Duplicate content. We all know about it. Countless posts have been written on why it’s bad, how to avoid it. But maybe you’ve got a duplicate content problem and don’t even know it’s there. Or your duplicate content problem is bigger than you realize. So big, it’s epic.
That’s what I discovered recently when auditing a client site. We’re not talking about content replicated across multiple sites. Not scraper sites, or ripoff sites. One site. The original and only source. And it was by forensic tactics that I uncovered exactly how big the problem was. How epic. Orders of magnitude epic.
In this situation, we’re talking about a real estate site. Covering a wide swath of California – offices spread throughout northern and southern California. Billions of dollars in home sales in 2010.
Site: – A Key Metric
Whenever I perform an SEO audit, I run a site: check on Google as one of my first tasks, and ask the client how many pages they really have. This is just to get a feel for how well the site’s currently indexed. This site showed 86,000 pages indexed on my initial check. Except there’s really only about 15,000 pages. Wow. Really? Oh boy…
Now, it’s not uncommon to run a site: check and get less pages showing than actually exist. The public display of pages found is only an approximation, and subject to how well a site is indexed, Google’s algorithm at any given moment as well as fluctuations in the results due to competitive factors.
But this an opposite indexing problem. More than five times as many pages showing as actually exist. So I went back and began to examine the site, my senses on full alert.
1999 Called & Wants It’s Programming Methods Back
What I found that set off the next bell in my “that’s not right” process was finding that they’ve got over 400 agent pages – no – it’s not odd that a large real estate site has hundreds of agent pages. It’s that when you get to any of those pages, the next time you click on any page in the main navigation, the agent’s ID is stuck on the URL. And the home page link no longer goes to the main site home page, but instead goes back to that agent’s home page.
It’s a common programming method – passing identifiers along in the URL string. Except I know right away to then check for canonical URL tags – to see if those are being picked up by Google as authentic “unique” pages, or if the site’s coded to say “don’t index this version”.
No Canonical Tags. Anywhere.
Okay quick math time – 15,000 pages – 400 agents. That’s six million pages that could potentially be indexed. Except I was only seeing just over one percent of that. Still way too many for reality. Yet not the “OMG” disaster it could have been. Or was it?
Forensic SEO Tactics
Here’s where I really got curious – do I really need to go through all of those results to try and figure out what the heck is happening? Nope – not me. No way. No how. Instead, I let my brain chew on the problem.

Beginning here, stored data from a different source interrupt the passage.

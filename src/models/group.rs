//! Group capacity configuration.
//!
//! A group is a capacity-bounded set of seats. Groups are numbered from 1
//! in every user-facing message; disabled groups are skipped entirely by
//! the assignment engine.

use serde::{Deserialize, Serialize};

/// Configuration of one group.
#[derive(Debug, Clone, PartialEq, Eq, Serialize, Deserialize)]
pub struct GroupConfig {
    /// Whether the group takes part in assignment.
    pub enabled: bool,
    /// Number of seats.
    pub total: usize,
    /// Target number of males. `None` = unconstrained.
    pub males: Option<usize>,
    /// Target number of females. `None` = unconstrained.
    pub females: Option<usize>,
}

impl GroupConfig {
    /// An enabled group with `total` seats and no gender targets.
    pub fn new(total: usize) -> Self {
        Self {
            enabled: true,
            total,
            males: None,
            females: None,
        }
    }

    /// A disabled group.
    pub fn disabled() -> Self {
        Self {
            enabled: false,
            total: 0,
            males: None,
            females: None,
        }
    }

    /// Sets both gender targets.
    pub fn with_targets(mut self, males: usize, females: usize) -> Self {
        self.males = Some(males);
        self.females = Some(females);
        self
    }

    /// Sets the male target.
    pub fn with_males(mut self, males: usize) -> Self {
        self.males = Some(males);
        self
    }

    /// Sets the female target.
    pub fn with_females(mut self, females: usize) -> Self {
        self.females = Some(females);
        self
    }

    /// Enables or disables the group.
    pub fn with_enabled(mut self, enabled: bool) -> Self {
        self.enabled = enabled;
        self
    }
}

/// Per-group capacities, indexed by group number − 1.
#[derive(Debug, Clone, PartialEq, Eq, Serialize, Deserialize)]
pub struct CapacityTable {
    groups: Vec<GroupConfig>,
}

impl CapacityTable {
    /// Number of configurable groups in the default table.
    pub const DEFAULT_GROUP_SLOTS: usize = 10;
    /// Groups enabled by default.
    pub const DEFAULT_ENABLED: usize = 9;
    /// Seats per group by default.
    pub const DEFAULT_SEATS: usize = 6;

    /// Creates a table from explicit configurations.
    pub fn new(groups: Vec<GroupConfig>) -> Self {
        Self { groups }
    }

    /// `count` enabled groups of `seats` seats each.
    pub fn uniform(count: usize, seats: usize) -> Self {
        Self::new(vec![GroupConfig::new(seats); count])
    }

    /// Appends a group configuration.
    pub fn with_group(mut self, config: GroupConfig) -> Self {
        self.groups.push(config);
        self
    }

    /// Configuration of a 1-based group number.
    pub fn get(&self, number: usize) -> Option<&GroupConfig> {
        number.checked_sub(1).and_then(|i| self.groups.get(i))
    }

    /// Mutable configuration of a 1-based group number.
    pub fn get_mut(&mut self, number: usize) -> Option<&mut GroupConfig> {
        number.checked_sub(1).and_then(move |i| self.groups.get_mut(i))
    }

    /// All configurations, including disabled ones.
    pub fn groups(&self) -> &[GroupConfig] {
        &self.groups
    }

    /// 1-based numbers of the enabled groups, ascending.
    pub fn enabled_numbers(&self) -> Vec<usize> {
        self.groups
            .iter()
            .enumerate()
            .filter(|(_, g)| g.enabled)
            .map(|(i, _)| i + 1)
            .collect()
    }

    /// Number of enabled groups.
    pub fn enabled_count(&self) -> usize {
        self.groups.iter().filter(|g| g.enabled).count()
    }

    /// Seats across all enabled groups.
    pub fn total_seats(&self) -> usize {
        self.groups
            .iter()
            .filter(|g| g.enabled)
            .map(|g| g.total)
            .sum()
    }
}

impl Default for CapacityTable {
    /// Ten group slots; the first nine enabled with six seats each.
    fn default() -> Self {
        let groups = (0..Self::DEFAULT_GROUP_SLOTS)
            .map(|i| {
                if i < Self::DEFAULT_ENABLED {
                    GroupConfig::new(Self::DEFAULT_SEATS)
                } else {
                    GroupConfig::disabled()
                }
            })
            .collect();
        Self { groups }
    }
}
//! Group seating framework for the U-Engine ecosystem.
//!
//! Seats a roster of people into capacity-limited groups under fixed
//! seats, must-together and must-separate requirements, gender targets,
//! one-leader-per-group and even boarder spread, with males seated ahead
//! of females inside every group.
//!
//! # Modules
//!
//! - **`models`**: Domain types — `Roster`, `Gender`, `CapacityTable`,
//!   `ConstraintSet`, `FixedPositions`, `Layout`, `Position`
//! - **`assignment`**: `SeatingEngine` and its phases, `SeatingKpi`
//! - **`swap`**: Shortest gender-preserving swap chains and move execution
//! - **`verification`**: Fixed-seat optimizer and constraint verifier
//! - **`validation`**: Input integrity checks (duplicate names, bad references)
//! - **`config`**: Iteration caps of the repair loops
//! - **`log`**: Run log mirrored to `tracing`
//! - **`error`**: Error types of the public API
//!
//! # Example
//!
//! ```
//! use u_seating::assignment::{SeatingEngine, SeatingRequest};
//! use u_seating::models::{CapacityTable, FixedPositions, Roster};
//!
//! let roster = Roster::anonymous(5, 5).with_leaders([1, 6]);
//! let fixed = FixedPositions::new().with(2, 1, 1).unwrap();
//! let request = SeatingRequest::new(roster, CapacityTable::uniform(2, 5)).with_fixed(fixed);
//!
//! let outcome = SeatingEngine::new().assign_seeded(&request, 7).unwrap();
//! assert_eq!(outcome.layout.seated_count(), 10);
//! assert_eq!(outcome.optimize.failed, 0);
//! ```
//!
//! # References
//!
//! - Cormen et al. (2009), "Introduction to Algorithms", Ch. 22.2 (BFS)
//! - Lewis (2015), "A Guide to Graph Colouring", Ch. 7 (seating as partitioning)

pub mod assignment;
pub mod config;
pub mod error;
pub mod log;
pub mod models;
pub mod swap;
pub mod validation;
pub mod verification;

pub use assignment::{SeatingEngine, SeatingOutcome, SeatingRequest};
pub use config::EngineConfig;
pub use error::{AssignError, FixedPositionError, MoveError, RequirementError, RosterError};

And thought – let’s search Google first, just to see if any of these agent appended URLs are actually showing up. Sure enough, every one I manually tried was there.
From there, I performed an advanced site: check. In these particular URLs there’s a series of letters used as the variable identifier – so everything after XYZ in the URL string is the agent’s unique ID. So my search then looked like this: Site:www.Domain.com +XYZ
And guess what I found? Not 60,000 pages (the “overage” from the real count to the “pages found” count). What I found was
509,000 pages found
Great. Just great.
So what the heck is going on?
More tests. This time, I ran it with a different chunk of code in those agent URLs. And what did I get?
1.2 million pages found
Wow. This was a complete mess. And my first thought was – how could such completely insane variations exist?
Google – “We Do The Best We Can”
What turned out to be the problem was multi-layered. At any given time, the GoogleBot attempts to crawl the site. At a certain point, it’s just going to get tired of exploring a site, and run away, on to the next shiny object out there. Especially when those agent pages are several layers down in the link chain. Which means all the pages linked from there are also “technically” (but not really) even further down in the link chain.
And then even if some of those pages end up in the index, at some point, Google’s going to see “Hey this content is exactly the same as all this other content.”
And even though claims have been made (Thanks Matt!) that “Google does a pretty good job of figuring things out”, this is a great example of why that’s an imperfect system. Essentially, along the way of processing all this data, the system’s going to choke. And in this particular case, may even barf a little.
But overall, considering the fact that over a million “pages” are actually in their index, they’re able to pare it down by orders of magnitude, down to that 86,000 (still ridiculously over-counted) page range.
Good Enough Isn’t Good Enough
So Google’s system, without further guidance, is only able to pare it down to 86,000 pagers. That still leaves 70,000 of those pages being duplicate. Which means there’s a BIG problem still.
How does Google know which version is the most important? Most of the results in the first dozen pages of results for various searches ARE the primary site version, without the agent appendage. But not all. And for some phrases, it’s all agent pages that show up first.
Which in turn means that the pages that matter the most are NOT being given their full value. On a massive scale.
The Fix Ain’t So Easy
So, you’re saying to yourself – just slap that canonical tag in there. Problem solved.
Well sure, that’s important. Except that’s only good for the future experience. The site’s been like this forever. Would YOU want to be the one who ensures the 301 Redirects are implemented properly for that mess? Well, if you’re a REGEX genius, maybe you would. Me, not so much.
Then there’s the need (yes, it’s a NEED) to get the entire site recoded to STOP USING URL strings. Because I don’t care how much Google says all you need is canonical tags. Because not every search engine or link provider (intentionally or otherwise) is on board with that.
And even to Google, it’s only “an indicator”. It’s not a guarantee.
Which means a coding nightmare for some poor code monkey.
And more QA to ensure it’s all really done properly. Across the ENTIRE site.
Fortunately I’m not the one who has to code it. But I’m the one who’s got to do the QA on it. Yeah. Thanks. I’ll be over here curled up in a fetal ball. Crying. Uncontrollably. At least until I can rant about the process on Twitter.